Doctoring Photos an Act of Misrepresentation

By Mike Gruss, The Virginian-Pilot, Norfolk, Va.McClatchy-Tribune Regional News

July 26, 2010 - --The Holiday Inn Sun Spree Resort on the Ocean, a hotel near the North End of the city's Boardwalk, appears perfect for a picturesque vacation in Virginia Beach.

The hotel's buildings are isolated, not too close to other hotels or shops. On the property's eastern boundary, beautiful blue water washes along sand with few tourists. On the western side, the resort is protected by a lush forest of greenery.

Or so the brochure claims.

Locals might not recognize the image of Virginia Beach in the pamphlet. A 13-story building has been erased from the background. The trees pictured in the brochure's rendering are taller and denser than they appear in real life. In the brochure version, hotels aren't separated by alleyways; each resort is walled off by thick forestry and can barely be seen from the neighboring property.

When fashion magazines and senior photos are touched up, readers scoff, "No one looks like that."

But as tourist season fills the Oceanfront, hundreds of thousands of dollars in hotel reservations are booked at places like the Holiday Inn Sun Spree based on online photos that can receive the same treatment.

Al Wiles, senior vice president of Crestline Hotels and Resorts, which manages nine hotels on the Oceanfront including the Holiday Inn Sun Spree, said the building is undergoing a renovation and management used old images. When construction finishes this fall, the hotel will have a new name, and a new photo shoot to go with it.

But Wiles did not know why the images currently in use had been doctored.

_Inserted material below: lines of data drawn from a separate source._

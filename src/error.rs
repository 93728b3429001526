use reqwest::StatusCode;
use thiserror::Error;

#[derive(Error, Debug)]
pub enum BotError {
    #[error("Telegram error: {0}")]
    Telegram(#[from] teloxide::RequestError),

    #[error("Environment variable error: {0}")]
    EnvVar(#[from] std::env::VarError),

    #[error("Gemini API error ({status}): {message}")]
    GeminiApi { status: StatusCode, message: String },

    #[error("Gemini response error: {0}")]
    GeminiResponse(String),

    #[error("HTTP request error: {0}")]
    Reqwest(#[from] reqwest::Error),
}

impl BotError {
    /// Returns a user-friendly error message suitable for sending to the chat
    pub fn user_message(&self) -> String {
        match self {
            BotError::Telegram(_) => {
                "Sorry, I'm having trouble communicating with Telegram right now. Please try again later.".to_string()
            }
            BotError::EnvVar(_) => {
                "Sorry, there's a configuration issue on my end. Please contact the bot administrator.".to_string()
            }
            BotError::GeminiApi { status, .. } => {
                match *status {
                    StatusCode::UNAUTHORIZED | StatusCode::FORBIDDEN => {
                        "Sorry, I'm having authentication issues with my AI service. Please contact the bot administrator.".to_string()
                    }
                    StatusCode::TOO_MANY_REQUESTS => {
                        "Sorry, I've hit my rate limit. Please try again in a few moments.".to_string()
                    }
                    status if status.is_server_error() => {
                        "Sorry, the AI service is experiencing issues right now. Please try again later.".to_string()
                    }
                    status if status.is_client_error() => {
                        "Sorry, there was an issue with my request to the AI service. Please try again or contact the bot administrator.".to_string()
                    }
                    _ => {
                        "Sorry, I'm having trouble connecting to my AI service. Please try again later.".to_string()
                    }
                }
            }
            BotError::GeminiResponse(_) => {
                "Sorry, I received an unexpected response from my AI service. Please try again.".to_string()
            }
            BotError::Reqwest(_) => {
                "Sorry, I'm having network issues. Please try again in a moment.".to_string()
            }
        }
    }
}

pub type Result<T> = std::result::Result<T, BotError>;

Verne Burlage, president of the Virginia Beach Hotel-Motel Association, reviews the complaints the city receives about Oceanfront hotels and said he has never read one claiming a hotel misrepresented itself in photos. But he guesses many operators may brush out or paint over nearby buildings (like public restrooms) from their promotional images so as not to appear part of the property.

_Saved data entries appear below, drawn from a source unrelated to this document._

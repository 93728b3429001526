//! Gemini `generateContent` client and the conversation session handle.

use log::debug;
use serde::{Deserialize, Serialize};

use crate::error::{BotError, Result};

const GEMINI_API_URL: &str = "https://generativelanguage.googleapis.com/v1beta/models";

/// Role of a conversation turn.
///
/// Maps to Gemini API content roles.
#[derive(Debug, Clone, Copy, PartialEq, Eq, Serialize, Deserialize)]
#[serde(rename_all = "lowercase")]
pub enum Role {
    /// Turn authored by the human user
    User,
    /// Turn authored by the model
    Model,
}

#[derive(Debug, Clone, Serialize, Deserialize)]
pub struct Part {
    pub text: String,
}

#[derive(Debug, Clone, Serialize, Deserialize)]
pub struct Content {
    pub role: Role,
    pub parts: Vec<Part>,
}

impl Content {
    fn text(role: Role, text: impl Into<String>) -> Self {
        Self {
            role,
            parts: vec![Part { text: text.into() }],
        }
    }
}

#[derive(Debug, Serialize)]
struct GenerateContentRequest<'a> {
    contents: &'a [Content],
}

#[derive(Debug, Deserialize)]
struct GenerateContentResponse {
    #[serde(default)]
    candidates: Vec<Candidate>,
}

#[derive(Debug, Deserialize)]
struct Candidate {
    content: Content,
}

/// History of one ongoing conversation with the model.
///
/// Owned by the caller and passed into every [`GeminiClient::send_message`]
/// call; there is no process-wide session.
#[derive(Debug, Clone)]
pub struct ChatSession {
    history: Vec<Content>,
}

impl ChatSession {
    /// Create a session seeded with the opening model turn.
    #[must_use]
    pub fn new() -> Self {
        Self {
            history: vec![Content::text(Role::Model, "Hello Gemini")],
        }
    }

    /// Number of turns in the conversation so far.
    #[must_use]
    pub fn len(&self) -> usize {
        self.history.len()
    }

    #[must_use]
    pub fn is_empty(&self) -> bool {
        self.history.is_empty()
    }
}

impl Default for ChatSession {
    fn default() -> Self {
        Self::new()
    }
}

pub struct GeminiClient {
    api_key: String,
    client: reqwest::Client,
    model: String,
}

impl GeminiClient {
    #[must_use]
    pub fn new(api_key: String, model: String) -> Self {
        Self {
            api_key,
            client: reqwest::Client::new(),
            model,
        }
    }

    /// Send one user message in the context of `session` and return the model
    /// reply. The session history is committed only after a successful round
    /// trip.
    pub async fn send_message(&self, session: &mut ChatSession, text: &str) -> Result<String> {
        let mut contents = session.history.clone();
        contents.push(Content::text(Role::User, text));

        debug!("Sending request to Gemini API with {} turns", contents.len());

        let request = GenerateContentRequest {
            contents: &contents,
        };
        let url = format!("{GEMINI_API_URL}/{}:generateContent", self.model);

        let response = self
            .client
            .post(&url)
            .header("x-goog-api-key", &self.api_key)
            .json(&request)
            .send()
            .await?;

        if !response.status().is_success() {
            let status = response.status();
            let message = response
                .text()
                .await
                .unwrap_or_else(|e| format!("Failed to read error response: {e}"));
            return Err(BotError::GeminiApi { status, message });
        }

        let api_response: GenerateContentResponse = response.json().await?;

        let content = api_response
            .candidates
            .into_iter()
            .next()
            .ok_or_else(|| BotError::GeminiResponse("No candidates in response".to_string()))?
            .content;

        let reply = content
            .parts
            .iter()
            .map(|part| part.text.as_str())
            .collect::<Vec<_>>()
            .join("\n");

        if reply.is_empty() {
            return Err(BotError::GeminiResponse(
                "No text parts in candidate".to_string(),
            ));
        }

        contents.push(Content {
            role: Role::Model,
            parts: content.parts,
        });
        session.history = contents;

        debug!("Received response from Gemini API");
        Ok(reply)
    }
}

#[cfg(test)]
mod tests {
    use super::*;

    #[test]
    fn request_serializes_to_gemini_wire_format() {
        let contents = vec![Content::text(Role::User, "hi")];
        let request = GenerateContentRequest {
            contents: &contents,
        };

        let value = serde_json::to_value(&request).expect("request is serializable");
        assert_eq!(
            value,
            serde_json::json!({
                "contents": [
                    { "role": "user", "parts": [{ "text": "hi" }] }
                ]
            })
        );
    }

    #[test]
    fn response_candidates_parse() {
        let body = r#"{
            "candidates": [
                { "content": { "role": "model", "parts": [{ "text": "hello" }] } }
            ]
        }"#;

        let response: GenerateContentResponse =
            serde_json::from_str(body).expect("response parses");
        assert_eq!(response.candidates.len(), 1);
        assert_eq!(response.candidates[0].content.parts[0].text, "hello");
    }

    #[test]
    fn response_without_candidates_parses_empty() {
        let response: GenerateContentResponse =
            serde_json::from_str("{}").expect("empty response parses");
        assert!(response.candidates.is_empty());
    }

    #[test]
    fn new_session_starts_with_seed_turn() {
        let session = ChatSession::new();
        assert_eq!(session.len(), 1);
        assert_eq!(session.history[0].role, Role::Model);
    }
}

"I don't think they're trying to hide anything," he said.

Besides, Wiles said, consumers are too sophisticated to be fooled. Oceanfront hotels depend on repeat business and a negative or misleading experience isn't worth the cost of an unhappy customer.

But hotels across the country have made vacationers skeptical. In online slide shows, the views are too grand, the ocean is too blue, the prices are too right. In the middle of their research, soon-to-be travelers sit at their computers and scoff, "no place looks like that."

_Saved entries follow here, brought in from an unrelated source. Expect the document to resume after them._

//! Reply delivery to Telegram.

use log::info;
use teloxide::prelude::*;
use teloxide::types::ParseMode;
use tokio::time::{Duration, sleep};

use crate::error::Result;

/// Pause between consecutive outbound messages of one reply.
const SEND_PAUSE: Duration = Duration::from_secs(1);

/// Send each segment of a reply as its own MarkdownV2 message, paced so a
/// multi-part reply does not hit Telegram's flood limits.
pub async fn send_segments(bot: &Bot, chat_id: ChatId, segments: &[String]) -> Result<()> {
    for (index, segment) in segments.iter().enumerate() {
        if index > 0 {
            sleep(SEND_PAUSE).await;
        }

        bot.send_message(chat_id, segment)
            .parse_mode(ParseMode::MarkdownV2)
            .await?;
        info!(
            "Sent segment {}/{} to chat {chat_id}",
            index + 1,
            segments.len()
        );
    }

    Ok(())
}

Writers from Oyster.com have stayed in more than 1,000 hotels in the country's largest cities to determine whether the hotels represent themselves accurately.

Oyster's teams have discovered the laptops, flowers, champagne and grapes that are prevalent in hotel marketing images are rarely found in the rooms. Pools are made larger. Traffic signals are removed. One king bed is actually two twin beds pushed together. Sexy models almost never drip-dry from pools. The gym looks like your parents' basement. The wine bar carries a scent of desperation.

"It's not just sprucing up," said Kelsey Blodget, an editor at oyster.com. "They're misrepresenting it. It's fraudulent."

Oyster's investigators have found it's not just some hotels stretching the truth; it's nearly all of them. If the site expands in a few years, as expected, and covers Virginia Beach, Blodget said she wouldn't be surprised to see more of the same.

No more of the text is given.